Homework 7: Data Manipulation using the dplyr package
Question 1
data(iris)
class(iris)
## [1] "data.frame"
150 Observations and 5 Variables
Question 2
iris1 <- filter(iris, Species %in% c("virginica","versicolor"), Sepal.Length>6, Sepal.Width>2.5)
56 Observations and 5 variables
Question 3
iris2<-select(iris1, Species, Sepal.Length, Sepal.Width)
56 Observations and 3 Variables
Question 4
iris3 <- arrange(iris2,by=desc(Sepal.Length))
head(iris3)
## Species Sepal.Length Sepal.Width
## 1 virginica 7.9 3.8
## 2 virginica 7.7 3.8
## 3 virginica 7.7 2.6
## 4 virginica 7.7 2.8
## 5 virginica 7.7 3.0
## 6 virginica 7.6 3.0
56 Observations and 3 Variables
Question 5
iris4<- mutate(iris3, Sepal.Area = Sepal.Length*Sepal.Width)
56 Observations and 4 Variables
Question 6
iris5<-summarize(iris4, meanSepal.Length = mean(Sepal.Length),meanSepal.Width = mean(Sepal.Width), sampleSizeIris4=n())
print(iris5)
## meanSepal.Length meanSepal.Width sampleSizeIris4
## 1 6.698214 3.041071 56
1 Observation and 3 Variables
Question 7
iris6 <- iris4 %>%
group_by(Species) %>%
summarize(meanSepal.Length = mean(Sepal.Length),meanSepal.Width = mean(Sepal.Width), sampleSizeIris4=n())

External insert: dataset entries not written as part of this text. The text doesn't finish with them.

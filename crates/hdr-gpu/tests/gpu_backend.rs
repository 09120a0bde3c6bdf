//! These tests need a wgpu adapter. On machines without one they return
//! early after printing why.

use std::sync::{Arc, Mutex};

use hdr_core::filters::{
    GradDomParams, HistEqParams, ReinhardGlobalParams, ReinhardLocalParams, StitchingParams,
};
use hdr_core::{
    Backend, Exposure, ExposureSet, Filter, FilterError, FilterInput, FilterKind, Interop, Method,
    Params, PixelBuffer, StatusSink,
};
use hdr_gpu::{GpuBackend, GpuTexture};

fn scene(width: u32, height: u32) -> PixelBuffer {
    let mut buf = PixelBuffer::new(width, height);
    let w = width as usize;
    for (i, px) in buf.data.chunks_exact_mut(4).enumerate() {
        let (x, y) = ((i % w) as f32, (i / w) as f32);
        let r = 0.05 + 0.9 * (x / width as f32);
        let g = (0.5 + 0.5 * (y * 0.3).cos()) * 0.8;
        let b = if (x as usize / 4 + y as usize / 4) % 2 == 0 { 0.7 } else { 0.2 };
        px.copy_from_slice(&[r, g, b, 1.0]);
    }
    buf
}

fn bracket(width: u32, height: u32) -> ExposureSet {
    let base = scene(width, height);
    let images = [0.25_f32, 1.0, 4.0]
        .into_iter()
        .map(|exposure| {
            let mut buffer = base.clone();
            for (i, v) in buffer.data.iter_mut().enumerate() {
                if i % 4 != 3 {
                    *v = (*v * exposure).min(1.0);
                }
            }
            Exposure { buffer, exposure }
        })
        .collect();
    ExposureSet::new(images).unwrap()
}

async fn backend(params: &Params, status: &StatusSink) -> Option<GpuBackend> {
    match GpuBackend::new(params, status).await {
        Ok(backend) => Some(backend),
        Err(
            err @ (FilterError::PlatformOutOfRange { .. } | FilterError::DeviceOutOfRange { .. }),
        ) => {
            eprintln!("skipping: {err}");
            None
        }
        Err(err) => panic!("GPU backend failed to start: {err}"),
    }
}

async fn run_verified(kind: FilterKind, input: FilterInput, interop: Interop) {
    let params = Params {
        interop,
        ..Default::default()
    };
    let lines = Arc::new(Mutex::new(Vec::<String>::new()));
    let captured = lines.clone();
    let status = StatusSink::new(move |msg| captured.lock().unwrap().push(msg.to_string()));
    let Some(mut gpu) = backend(&params, &status).await else {
        return;
    };
    let name = kind.name();
    let mut filter = Filter::new(kind).with_status(status);

    let outcome = filter
        .run(Method::Parallel(&mut gpu), &input, &params)
        .unwrap();
    let report = outcome.verification.expect("verification enabled by default");
    assert!(
        report.passed(),
        "{name}: {} mismatches, max diff {}",
        report.mismatches,
        report.max_diff
    );
    let lines = lines.lock().unwrap();
    assert!(lines.iter().any(|l| l.starts_with("Using device:")), "{lines:?}");
    assert!(lines.iter().any(|l| l.starts_with("Local size: 256")), "{lines:?}");
}

#[tokio::test]
async fn hist_eq_gpu_matches_reference() {
    run_verified(
        FilterKind::HistEq(HistEqParams::default()),
        scene(64, 48).into(),
        Interop::Buffer,
    )
    .await;
}

#[tokio::test]
async fn reinhard_global_gpu_matches_reference() {
    run_verified(
        FilterKind::ReinhardGlobal(ReinhardGlobalParams::default()),
        scene(64, 48).into(),
        Interop::Buffer,
    )
    .await;
}

#[tokio::test]
async fn reinhard_local_gpu_matches_reference() {
    run_verified(
        FilterKind::ReinhardLocal(ReinhardLocalParams::default()),
        scene(70, 45).into(),
        Interop::Buffer,
    )
    .await;
}

#[tokio::test]
async fn stitching_gpu_matches_reference() {
    run_verified(
        FilterKind::Stitching(StitchingParams::default()),
        bracket(40, 24).into(),
        Interop::Buffer,
    )
    .await;
}

#[tokio::test]
async fn texture_interop_matches_reference() {
    run_verified(
        FilterKind::ReinhardGlobal(ReinhardGlobalParams::default()),
        scene(33, 17).into(),
        Interop::Texture,
    )
    .await;
}

#[tokio::test]
async fn grad_dom_gpu_tracks_reference() {
    let params = Params::default();
    let status = StatusSink::silent();
    let Some(mut gpu) = backend(&params, &status).await else {
        return;
    };
    let kind = FilterKind::GradDom(GradDomParams::default());
    let input = FilterInput::from(scene(48, 40));
    let reference = kind.reference(&input).unwrap();
    let output = gpu.run(&kind, &input, &status).unwrap();
    let diff = reference.max_abs_diff(&output).unwrap();
    assert!(diff < 0.02, "max diff {diff}");
}

#[tokio::test]
async fn empty_image_passes_through() {
    let params = Params::default();
    let status = StatusSink::silent();
    let Some(mut gpu) = backend(&params, &status).await else {
        return;
    };
    let input = FilterInput::from(PixelBuffer::new(0, 0));
    for kind in [
        FilterKind::HistEq(HistEqParams::default()),
        FilterKind::GradDom(GradDomParams::default()),
    ] {
        let output = gpu.run(&kind, &input, &status).unwrap();
        assert_eq!(output.pixel_count(), 0);
    }
}

#[tokio::test]
async fn texture_round_trip_preserves_pixels() {
    let params = Params::default();
    let status = StatusSink::silent();
    let Some(gpu) = backend(&params, &status).await else {
        return;
    };
    let image = scene(21, 9);
    let texture = GpuTexture::from_pixel_buffer(gpu.context(), &image, "round_trip").unwrap();
    assert_eq!(texture.download(gpu.context()).unwrap(), image);
}

#[tokio::test]
async fn stitching_rejects_texture_input() {
    let params = Params::default();
    let status = StatusSink::silent();
    let Some(gpu) = backend(&params, &status).await else {
        return;
    };
    let texture = GpuTexture::from_pixel_buffer(gpu.context(), &scene(4, 4), "bracket").unwrap();
    let kind = FilterKind::Stitching(StitchingParams::default());
    assert!(matches!(
        gpu.run_texture(&kind, &texture, &status),
        Err(FilterError::WrongInput { .. })
    ));
}

#[tokio::test]
async fn out_of_range_platform_is_reported() {
    let lines = Arc::new(Mutex::new(Vec::<String>::new()));
    let captured = lines.clone();
    let status = StatusSink::new(move |msg| captured.lock().unwrap().push(msg.to_string()));
    let params = Params {
        platform_index: 99,
        ..Default::default()
    };
    let err = GpuBackend::new(&params, &status).await.err();
    assert!(
        matches!(err, Some(FilterError::PlatformOutOfRange { index: 99, .. })),
        "{err:?}"
    );
    let lines = lines.lock().unwrap();
    assert!(
        lines.iter().any(|l| l.contains("platform index 99 out of range")),
        "{lines:?}"
    );
}

#[tokio::test]
async fn hist_eq_gpu_handles_images_past_u32_level_products() {
    let params = Params::default();
    let status = StatusSink::silent();
    let Some(mut gpu) = backend(&params, &status).await else {
        return;
    };
    // 255 * pixels no longer fits in u32
    let (width, height) = (4096_u32, 4200_u32);
    let bytes = u64::from(width) * u64::from(height) * 16;
    if gpu.context().max_binding_size() < bytes {
        eprintln!("skipping: adapter binds fewer than {bytes} bytes");
        return;
    }
    let mut image = PixelBuffer::new(width, height);
    for (i, px) in image.data.chunks_exact_mut(4).enumerate() {
        let v = (i % 251) as f32 / 250.0;
        px.copy_from_slice(&[v, v * 0.5, 0.2, 1.0]);
    }
    let kind = FilterKind::HistEq(HistEqParams::default());
    let input = FilterInput::from(image);
    let output = gpu.run(&kind, &input, &status).unwrap();
    let reference = kind.reference(&input).unwrap();
    let diff = reference.max_abs_diff(&output).unwrap();
    assert!(diff <= 1.0 / 255.0, "max diff {diff}");
}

2 Observations and 4 Variables
Question 8
iris6b <- iris %>%
filter(Species %in% c("virginica","versicolor"), Sepal.Length>6, Sepal.Width>2.5) %>%
select(Species, Sepal.Length, Sepal.Width) %>%
arrange(by=desc(Sepal.Length)) %>%
mutate(Sepal.Area = Sepal.Length*Sepal.Width) %>%
group_by(Species) %>%
summarize(meanSepal.Length = mean(Sepal.Length),meanSepal.Width = mean(Sepal.Width), sampleSizeIris4=n())
Yields the same output
Question 9
iris %>%
pivot_longer(cols= 1:4,
names_to = "Measure",
values_to= "Value")
## # A tibble: 600 × 3
## Species Measure Value
## <fct> <chr> <dbl>
## 1 setosa Sepal.Length 5.1
## 2 setosa Sepal.Width 3.5
## 3 setosa Petal.Length 1.4
## 4 setosa Petal.Width 0.2
## 5 setosa Sepal.Length 4.9
## 6 setosa Sepal.Width 3
## 7 setosa Petal.Length 1.4
## 8 setosa Petal.Width 0.2
## 9 setosa Sepal.Length 4.7
## 10 setosa Sepal.Width 3.2
## # … with 590 more rows